Here are the Endorsements from my Previous Jobs.

December 1, 2008

Please review:

Technical Partner Manager / Tech. Analyst

WhereScape USA, Inc (CURRENT JOB)

 

“Raphael worked for me as a pre-sales and post sales data warehouse solutions architect. He has a unique blend of both skills, providing pre-sales demo support to prospects but also being able to provide highly technical data warehouse implementations with customers. I highly recommend him for pre-sales or post-sales data warehousing / business intelligence positions.” February 16, 2009

Richard Smith, VP Sales, WhereScape USA Inc.
managed Raphael at WhereScape USA Inc.

 

“I worked with Raphael at CIBER and have continued to work with him as a client since he moved to Wherescape. Raphael is an intelligent, sharp individual who is able to bring ideas to a level that helps the business. Raphael is easy to work with and is knowledgeable about data warehouse structure and how it can be used to grow or manage business needs. I would work with Raphael again in a minute.” January 2, 2009

Mark Johnson, dba/tech analyst, ciber
worked directly with Raphael at WhereScape USA, Inc

 

“Raphael is one of the best consultants I’ve worked with. He is articulate, empathetic, highly motivated and extremely technical. He has an effective manner working with people and is the kind of high-caliber person I would put on any project for any client we support. He is a decent human being and I’m glad to know him.” January 3, 2008

Top qualities: Personable, Expert, High Integrity

Thomas Fisher
hired Raphael as a IT Consultant in 2005, and hired Raphael more than once

 

“Raphael is detail oriented and was involved for the full cycle of Oracle database development at Lipper. His attention to detail and ability to write clear documents was very helpful to our project. He was able to contribute immediately and asked many detailed questions, which really contributed to the client experience of our team. I recommend Raphael to anyone seeking a detail oriented Oracle/ETL database developer.” January 3, 2008

John Adams, Computer Consultant, Lipper
managed Raphael indirectly at WhereScape USA, Inc

 

 

Clients / Customers

WhereScape USA

 

“…We had another very productive week working with Mr. Klebanov of WhereScape building Byram’s Data warehouse. During the previous sessions of our consulting engagement with Raphael we were able to build, the I phase of the Byram data warehouse. During our current week’s session, we have gained momentum with our DW development activity and have resolved the following items…

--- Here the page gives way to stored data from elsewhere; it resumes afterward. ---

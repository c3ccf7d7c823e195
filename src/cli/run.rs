use crate::api::Entry;
use crate::client::metrics::{Metrics, MetricsError};
use crate::client::{Client, ClientError};
use crate::config::parse::load_config;
use crate::server::start_metrics_server;
use chrono::Utc;
use std::net::SocketAddr;
use std::path::{Path, PathBuf};
use std::sync::Arc;
use thiserror::Error;
use tokio::io::{AsyncBufReadExt, BufReader};
use tokio::signal;
use tokio_util::sync::CancellationToken;
use tracing::{error, info, warn};

#[derive(Debug, Error)]
pub enum RunError {
    #[error("config error: {0}")]
    Config(#[from] crate::config::parse::ConfigError),

    #[error("metrics error: {0}")]
    Metrics(#[from] MetricsError),

    #[error("client error: {0}")]
    Client(#[from] ClientError),

    #[error("invalid metrics listen address '{addr}': {source}")]
    Listen {
        addr: String,
        source: std::net::AddrParseError,
    },
}

pub async fn run(config_path: Option<PathBuf>) -> Result<(), Box<dyn std::error::Error>> {
    let config_path = match config_path {
        Some(path) => path,
        None => {
            eprintln!("Error: config not found");
            eprintln!("Searched locations:");
            eprintln!("  ~/.config/logship/config.yml");
            eprintln!("  /etc/logship/config.yml");
            eprintln!("\nUse --config <path> to specify a config file.");
            std::process::exit(1);
        }
    };

    run_shipper(&config_path).await.map_err(|e| e.into())
}

async fn run_shipper(config_path: &Path) -> Result<(), RunError> {
    info!(config_path = %config_path.display(), "Loading configuration");
    let config = load_config(config_path)?;

    let registry = prometheus::Registry::new();
    let metrics = Arc::new(Metrics::new(Some(&registry), &config.options.stream_lag_labels)?);
    let client = Arc::new(Client::new(metrics, &config.client, config.limits.max_streams)?);
    info!(client = %client.name(), host = %client.host(), "Client ready");

    let server_shutdown = CancellationToken::new();
    let server_handle = match &config.server.metrics_listen {
        Some(listen) => {
            let addr: SocketAddr = listen.parse().map_err(|source| RunError::Listen {
                addr: listen.clone(),
                source,
            })?;
            let shutdown = server_shutdown.clone();
            Some(tokio::spawn(async move {
                if let Err(e) =
                    start_metrics_server(addr, registry, async move { shutdown.cancelled().await }).await
                {
                    error!(error = %e, "Metrics server error");
                }
            }))
        }
        None => None,
    };

    let labels = config.stdin.labels.clone();
    let reader_client = client.clone();
    let mut reader = tokio::spawn(async move {
        let mut lines = BufReader::new(tokio::io::stdin()).lines();
        while let Some(line) = lines.next_line().await? {
            let entry = Entry::new(labels.clone(), Utc::now(), line);
            if reader_client.handle(entry).await.is_err() {
                break;
            }
        }
        Ok::<(), std::io::Error>(())
    });

    tokio::select! {
        result = &mut reader => {
            match result {
                Ok(Ok(())) => info!("End of input, shutting down"),
                Ok(Err(e)) => error!(error = %e, "Failed to read input"),
                Err(e) => error!(error = %e, "Input task join error"),
            }
            client.stop().await;
        }
        _ = signal::ctrl_c() => {
            info!("Shutdown signal received, delivering pending entries (Ctrl+C again to abort retries)");
            let stop = client.stop();
            tokio::pin!(stop);
            tokio::select! {
                _ = &mut stop => {}
                _ = signal::ctrl_c() => {
                    warn!("Second shutdown signal, stopping without retries");
                    tokio::join!(&mut stop, client.stop_now());
                }
            }
            reader.abort();
        }
    }

    if let Err(e) = client.sync() {
        warn!(error = %e, "Failed to sync WAL");
    }

    server_shutdown.cancel();
    if let Some(handle) = server_handle {
        let _ = handle.await;
    }

    info!("Shutdown complete");
    Ok(())
}
//! In-process push endpoint that answers with scripted status codes and
//! records every request it receives.

#![allow(dead_code)]

use axum::body::Bytes;
use axum::extract::State;
use axum::http::{HeaderMap, StatusCode};
use axum::routing::post;
use axum::Router;
use logship::client::metrics::Metrics;
use logship::config::types::{BackoffConfig, ClientConfig};
use logship::logproto::{decode_push_request, PushRequest};
use std::collections::VecDeque;
use std::net::SocketAddr;
use std::sync::{Arc, Mutex};
use std::time::{Duration, Instant};
use tokio::net::TcpListener;

pub const PUSH_PATH: &str = "/loki/api/v1/push";

#[derive(Debug, Clone)]
pub struct ReceivedRequest {
    pub tenant: Option<String>,
    pub user_agent: Option<String>,
    pub content_type: Option<String>,
    pub push: PushRequest,
    pub received_at: Instant,
}

impl ReceivedRequest {
    /// Lines per stream label string, in stream order
    pub fn streams(&self) -> Vec<(String, Vec<String>)> {
        self.push
            .streams
            .iter()
            .map(|s| {
                (
                    s.labels.clone(),
                    s.entries.iter().map(|e| e.line.clone()).collect(),
                )
            })
            .collect()
    }

    pub fn lines(&self) -> Vec<String> {
        self.streams().into_iter().flat_map(|(_, lines)| lines).collect()
    }
}

#[derive(Default)]
struct MockState {
    statuses: Mutex<VecDeque<u16>>,
    requests: Mutex<Vec<ReceivedRequest>>,
}

pub struct MockPushServer {
    pub addr: SocketAddr,
    state: Arc<MockState>,
}

impl MockPushServer {
    /// Start a server that answers 204 unless statuses were scripted
    pub async fn start() -> Self {
        let state = Arc::new(MockState::default());
        let app = Router::new()
            .route(PUSH_PATH, post(push))
            .with_state(state.clone());

        let listener = TcpListener::bind("127.0.0.1:0").await.unwrap();
        let addr = listener.local_addr().unwrap();
        tokio::spawn(async move {
            axum::serve(listener, app).await.unwrap();
        });

        Self { addr, state }
    }

    /// Answer the next requests with these statuses, in order
    pub fn script(&self, statuses: &[u16]) {
        self.state.statuses.lock().unwrap().extend(statuses);
    }

    pub fn url(&self) -> String {
        format!("http://{}{}", self.addr, PUSH_PATH)
    }

    pub fn host(&self) -> String {
        self.addr.to_string()
    }

    pub fn requests(&self) -> Vec<ReceivedRequest> {
        self.state.requests.lock().unwrap().clone()
    }

    /// Wait until at least `count` requests arrived
    pub async fn wait_for_requests(&self, count: usize, timeout: Duration) -> Vec<ReceivedRequest> {
        let deadline = Instant::now() + timeout;
        loop {
            let requests = self.requests();
            if requests.len() >= count || Instant::now() >= deadline {
                return requests;
            }
            tokio::time::sleep(Duration::from_millis(10)).await;
        }
    }
}

async fn push(
    State(state): State<Arc<MockState>>,
    headers: HeaderMap,
    body: Bytes,
) -> (StatusCode, String) {
    let header = |name: &str| {
        headers
            .get(name)
            .and_then(|v| v.to_str().ok())
            .map(str::to_string)
    };
    let push = decode_push_request(&body).unwrap_or_default();
    state.requests.lock().unwrap().push(ReceivedRequest {
        tenant: header("x-scope-orgid"),
        user_agent: header("user-agent"),
        content_type: header("content-type"),
        push,
        received_at: Instant::now(),
    });

    let status = state.statuses.lock().unwrap().pop_front().unwrap_or(204);
    let status = StatusCode::from_u16(status).unwrap();
    if status.is_success() {
        (status, String::new())
    } else {
        (status, format!("scripted failure {}\nsecond line", status.as_u16()))
    }
}

/// Client config pointed at `url` with fast retries
pub fn client_config(url: &str) -> ClientConfig {
    let mut config = ClientConfig::new(url);
    config.name = "test-client".to_string();
    config.batch_wait = Duration::from_millis(100);
    config.timeout = Duration::from_secs(5);
    config.backoff_config = BackoffConfig {
        min_period: Duration::from_millis(10),
        max_period: Duration::from_millis(50),
        max_retries: 3,
        max_elapsed: None,
    };
    config
}

pub fn metrics() -> Arc<Metrics> {
    Arc::new(Metrics::new(None, &[]).unwrap())
}
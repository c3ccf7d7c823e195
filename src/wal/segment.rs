//! Segment files: numbered, append-only files named `%08d` inside a WAL
//! directory. Readers skip anything that does not parse as a segment name.

use crate::wal::error::{WalError, WalResult};
use crate::wal::record::{decode_frame, Decoded, Record};
use std::fs;
use std::io::ErrorKind;
use std::path::{Path, PathBuf};
use tracing::{debug, warn};

#[derive(Debug, Clone, PartialEq, Eq)]
pub struct SegmentInfo {
    pub path: PathBuf,
    pub index: u32,
    pub file_size: u64,
}

impl PartialOrd for SegmentInfo {
    fn partial_cmp(&self, other: &Self) -> Option<std::cmp::Ordering> {
        Some(self.cmp(other))
    }
}

impl Ord for SegmentInfo {
    fn cmp(&self, other: &Self) -> std::cmp::Ordering {
        self.index.cmp(&other.index)
    }
}

pub fn segment_filename(index: u32) -> String {
    format!("{index:08}")
}

pub fn segment_path(dir: &Path, index: u32) -> PathBuf {
    dir.join(segment_filename(index))
}

/// Returns `None` unless the name is exactly eight decimal digits.
pub fn parse_segment_filename(name: &str) -> Option<u32> {
    if name.len() != 8 || !name.bytes().all(|b| b.is_ascii_digit()) {
        return None;
    }
    name.parse().ok()
}

/// All segments in `dir` in ascending index order. A missing directory has
/// no segments.
pub fn list_segments(dir: &Path) -> WalResult<Vec<SegmentInfo>> {
    let read_dir = match fs::read_dir(dir) {
        Ok(read_dir) => read_dir,
        Err(e) if e.kind() == ErrorKind::NotFound => return Ok(Vec::new()),
        Err(e) => return Err(WalError::Io(e)),
    };

    let mut segments = Vec::new();
    for dir_entry in read_dir {
        let dir_entry = dir_entry?;
        let file_name = dir_entry.file_name();
        let Some(index) = parse_segment_filename(&file_name.to_string_lossy()) else {
            continue;
        };
        let metadata = dir_entry.metadata()?;
        if !metadata.is_file() {
            continue;
        }
        segments.push(SegmentInfo {
            path: dir_entry.path(),
            index,
            file_size: metadata.len(),
        });
    }

    segments.sort();
    Ok(segments)
}

/// Read every usable record from a closed segment.
///
/// Corrupted frames are logged and skipped; a frame with an impossible
/// length or a truncated tail ends the read.
pub fn read_segment(path: &Path) -> WalResult<Vec<Record>> {
    let data = fs::read(path)?;
    let segment = path.display().to_string();
    let mut records = Vec::new();
    let mut offset = 0usize;

    while offset < data.len() {
        match decode_frame(&data[offset..]) {
            Decoded::Record { record, len } => {
                records.push(record);
                offset += len;
            }
            Decoded::Skipped { error, len } => {
                warn!(%segment, offset, error = %error, "Skipping unreadable WAL record");
                offset += len;
            }
            Decoded::Incomplete => {
                warn!(
                    %segment,
                    offset,
                    remaining = data.len() - offset,
                    "Truncated record at end of WAL segment"
                );
                break;
            }
            Decoded::Invalid(error) => {
                warn!(%segment, offset, error = %error, "Stopping WAL segment read");
                break;
            }
        }
    }

    debug!(%segment, records = records.len(), "Read WAL segment");
    Ok(records)
}
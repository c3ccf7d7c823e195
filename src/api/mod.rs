use chrono::{DateTime, Utc};
use std::collections::BTreeMap;
use std::fmt::Write;

/// Label reserved to override the tenant ID of a single entry.
pub const RESERVED_LABEL_TENANT_ID: &str = "__tenant_id__";

/// Sorted label name/value pairs identifying a stream
pub type LabelSet = BTreeMap<String, String>;

/// A single log line with its labels
#[derive(Debug, Clone, PartialEq, Eq)]
pub struct Entry {
    pub labels: LabelSet,
    pub timestamp: DateTime<Utc>,
    pub line: String,
}

impl Entry {
    pub fn new(labels: LabelSet, timestamp: DateTime<Utc>, line: impl Into<String>) -> Self {
        Self {
            labels,
            timestamp,
            line: line.into(),
        }
    }
}

/// Builds a label set from string pairs
pub fn label_set<'a>(pairs: impl IntoIterator<Item = (&'a str, &'a str)>) -> LabelSet {
    pairs
        .into_iter()
        .map(|(name, value)| (name.to_string(), value.to_string()))
        .collect()
}

/// Renders labels as `{a="1", b="2"}`, leaving out `exclude`.
pub fn labels_to_string(labels: &LabelSet, exclude: Option<&str>) -> String {
    let mut out = String::from("{");
    let mut first = true;
    for (name, value) in labels {
        if Some(name.as_str()) == exclude {
            continue;
        }
        if !first {
            out.push_str(", ");
        }
        first = false;
        out.push_str(name);
        out.push_str("=\"");
        escape_value(&mut out, value);
        out.push('"');
    }
    out.push('}');
    out
}

fn escape_value(out: &mut String, value: &str) {
    for c in value.chars() {
        match c {
            '\\' => out.push_str("\\\\"),
            '"' => out.push_str("\\\""),
            '\n' => out.push_str("\\n"),
            '\t' => out.push_str("\\t"),
            c if c.is_control() => {
                let _ = write!(out, "\\u{{{:04x}}}", c as u32);
            }
            c => out.push(c),
        }
    }
}

/// Merges `overrides` on top of `base`; values in `overrides` win.
pub fn merge_labels(base: &LabelSet, overrides: &LabelSet) -> LabelSet {
    let mut merged = base.clone();
    for (name, value) in overrides {
        merged.insert(name.clone(), value.clone());
    }
    merged
}

#[cfg(test)]
mod tests {
    use super::*;

    #[test]
    fn test_labels_to_string_sorted() {
        let labels = label_set([("job", "x"), ("app", "api")]);
        assert_eq!(labels_to_string(&labels, None), r#"{app="api", job="x"}"#);
    }

    #[test]
    fn test_labels_to_string_excludes_tenant() {
        let labels = label_set([("job", "x"), (RESERVED_LABEL_TENANT_ID, "team-a")]);
        assert_eq!(
            labels_to_string(&labels, Some(RESERVED_LABEL_TENANT_ID)),
            r#"{job="x"}"#
        );
    }

    #[test]
    fn test_labels_to_string_escapes_values() {
        let labels = label_set([("msg", "say \"hi\"\nnow")]);
        assert_eq!(
            labels_to_string(&labels, None),
            r#"{msg="say \"hi\"\nnow"}"#
        );
    }

    #[test]
    fn test_labels_to_string_empty() {
        assert_eq!(labels_to_string(&LabelSet::new(), None), "{}");
    }

    #[test]
    fn test_merge_labels_overrides_win() {
        let base = label_set([("env", "prod"), ("job", "base")]);
        let overrides = label_set([("job", "x")]);
        let merged = merge_labels(&base, &overrides);
        assert_eq!(merged, label_set([("env", "prod"), ("job", "x")]));
    }
}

 Raphael managed to accomplish all goals that were outlined as part of the kick-off meeting on Monday.  The amount of work done and quality of consulting were completely satisfactory.” November 21, 2008

Sumeet Nagrani, DW/BI Manager, Byram Healthcare, White Plains, NY

Worked directly with Raphael as a WhereScape consultant

 

“…Thank you so much for recommend Mr. Klebanov … His knowledge and expertise has helped our BI program tremendously…

Along with his technical expertise, Mr. Klebanov has good personal skills that allow him to work well with my staff, thus making the engagement much more productive.  …

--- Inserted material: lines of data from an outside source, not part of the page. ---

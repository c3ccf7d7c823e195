pub mod parse;
pub mod types;

use regex::Regex;
use std::path::{Path, PathBuf};

pub use parse::{load_config, parse_config, ConfigError};
pub use types::{
    BackoffConfig, ClientConfig, Config, LimitsConfig, OptionsConfig, WalConfig, WatcherConfig,
};

const ENV_VAR_PATTERN: &str = r"\$env\{([A-Za-z_][A-Za-z0-9_]*)\}";

/// Expands environment variables in a string.
/// Supports $env{VAR_NAME} syntax.
/// If an environment variable is not set, it's left unchanged.
pub fn expand_env_vars(text: &str) -> String {
    let Ok(re) = Regex::new(ENV_VAR_PATTERN) else {
        return text.to_string();
    };

    re.replace_all(text, |caps: &regex::Captures| {
        let whole = caps.get(0).map_or("", |m| m.as_str());
        caps.get(1)
            .and_then(|name| std::env::var(name.as_str()).ok())
            .unwrap_or_else(|| whole.to_string())
    })
    .to_string()
}

/// Names of `$env{...}` references still present in `text`, sorted and deduplicated
pub fn unexpanded_env_vars(text: &str) -> Vec<String> {
    let Ok(re) = Regex::new(ENV_VAR_PATTERN) else {
        return Vec::new();
    };
    let mut names: Vec<String> = re
        .captures_iter(text)
        .filter_map(|cap| cap.get(1).map(|m| m.as_str().to_string()))
        .collect();
    names.sort();
    names.dedup();
    names
}

/// Expands tilde (~) in paths to the user's home directory.
/// Returns the path unchanged if it doesn't start with tilde or home directory cannot be determined.
pub fn expand_tilde(path: &Path) -> PathBuf {
    let path_str = path.to_string_lossy();

    if let Some(rest) = path_str.strip_prefix("~/") {
        if let Some(home_dir) = dirs::home_dir() {
            return home_dir.join(rest);
        }
    } else if path_str == "~" {
        if let Some(home_dir) = dirs::home_dir() {
            return home_dir;
        }
    }

    path.to_path_buf()
}

/// Resolves the config file path based on explicit argument or default locations.
/// Returns the first existing path from:
/// 1. Explicit path (if provided, with tilde expansion)
/// 2. ~/.config/logship/config.yml
/// 3. /etc/logship/config.yml
pub fn resolve_config_path(explicit: Option<&Path>) -> Option<PathBuf> {
    if let Some(path) = explicit {
        return Some(expand_tilde(path));
    }

    if let Some(home_dir) = dirs::home_dir() {
        let user_config = home_dir.join(".config/logship/config.yml");
        if user_config.exists() {
            return Some(user_config);
        }
    }

    let system_config = PathBuf::from("/etc/logship/config.yml");
    if system_config.exists() {
        return Some(system_config);
    }

    None
}

#[cfg(test)]
mod tests {
    use super::*;
    use std::path::Path;

    #[test]
    fn test_expand_env_vars_single() {
        std::env::set_var("LOGSHIP_TEST_VAR", "test_value");
        let result = expand_env_vars("path/$env{LOGSHIP_TEST_VAR}/file");
        assert_eq!(result, "path/test_value/file");
        std::env::remove_var("LOGSHIP_TEST_VAR");
    }

    #[test]
    fn test_expand_env_vars_multiple() {
        std::env::set_var("LOGSHIP_VAR1", "value1");
        std::env::set_var("LOGSHIP_VAR2", "value2");
        let result = expand_env_vars("$env{LOGSHIP_VAR1}/middle/$env{LOGSHIP_VAR2}");
        assert_eq!(result, "value1/middle/value2");
        std::env::remove_var("LOGSHIP_VAR1");
        std::env::remove_var("LOGSHIP_VAR2");
    }

    #[test]
    fn test_expand_env_vars_unset() {
        let result = expand_env_vars("path/$env{LOGSHIP_NONEXISTENT_VAR}/file");
        // Unset variables are left unchanged
        assert_eq!(result, "path/$env{LOGSHIP_NONEXISTENT_VAR}/file");
    }

    #[test]
    fn test_expand_env_vars_ignores_plain_braces() {
        let result = expand_env_vars("${host}:${port}");
        assert_eq!(result, "${host}:${port}");
    }

    #[test]
    fn test_unexpanded_env_vars_dedup() {
        let names = unexpanded_env_vars("$env{B} $env{A} $env{B}");
        assert_eq!(names, vec!["A".to_string(), "B".to_string()]);
    }

    #[test]
    fn test_expand_tilde_with_path() {
        let expanded = expand_tilde(Path::new("~/test/path"));
        if let Some(home) = dirs::home_dir() {
            assert_eq!(expanded, home.join("test/path"));
        }
    }

    #[test]
    fn test_expand_tilde_alone() {
        let expanded = expand_tilde(Path::new("~"));
        if let Some(home) = dirs::home_dir() {
            assert_eq!(expanded, home);
        }
    }

    #[test]
    fn test_expand_tilde_no_expansion() {
        assert_eq!(
            expand_tilde(Path::new("/absolute/path")),
            Path::new("/absolute/path")
        );
        assert_eq!(
            expand_tilde(Path::new("relative/path")),
            Path::new("relative/path")
        );
    }
}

I look forward in working with your firm and Mr. Klebanov in the future as our paths crossed.” January 16, 2009

Tho V. Dao, IT Manager, City of Shoreline, WA

Worked directly with Raphael as a WhereScape consultant

 

 

 

 

IT Consultant

WhereScape USA

 

“To Whom it may Concern: Raphael and I worked together for approximately 1 year… in the time I’ve know him he is one of the most dedicated and loyal employees that you would ever want to meet. He has the heart of a champion and the will to succeed at everything he does. He is probably one of the most knowledgeable that I’ve ever met in the data warehousing world. He really understands the methodologies and follows procedure to a T. I recommend Raphael Klebanov for any position he feels qualified for. Sincerely, Waid Essick Software Sales” November 5, 2008

Waid Essick, ADR, CDC Software
worked directly with Raphael at WhereScape USA

 

“Raphael is an experienced Data Warehouse technologist, and a very hard worker with a great attitude. He’s always willing to expend the “extra effort” to insure that clients get value from his services. He’s a great communicator, particularly notable since his primary language has been Russian. This was never an issue in dealing with clients, in fact, most found his knowledge to be top-notch, and his communication skills to be great. Would recommend him anytime…..” August 25, 2008

Tim Clark, Account Manager, WhereScape Software USA
worked directly with Raphael at WhereScape USA

 

 

Sr. Programmer Analyst / Bus. Associate

INVESCO / AIM Investments

 

“Raphael Klebanov has been appointed to work in the Houston Data Services group for the last 6+ months. His function includes working on various aspects of enterprise Siebel Analytics Project. Raphael’s previous experience with range of database applications, his well-rounded set of technical skills, especially Informatica, made him a valuable reinforcement to the existing group.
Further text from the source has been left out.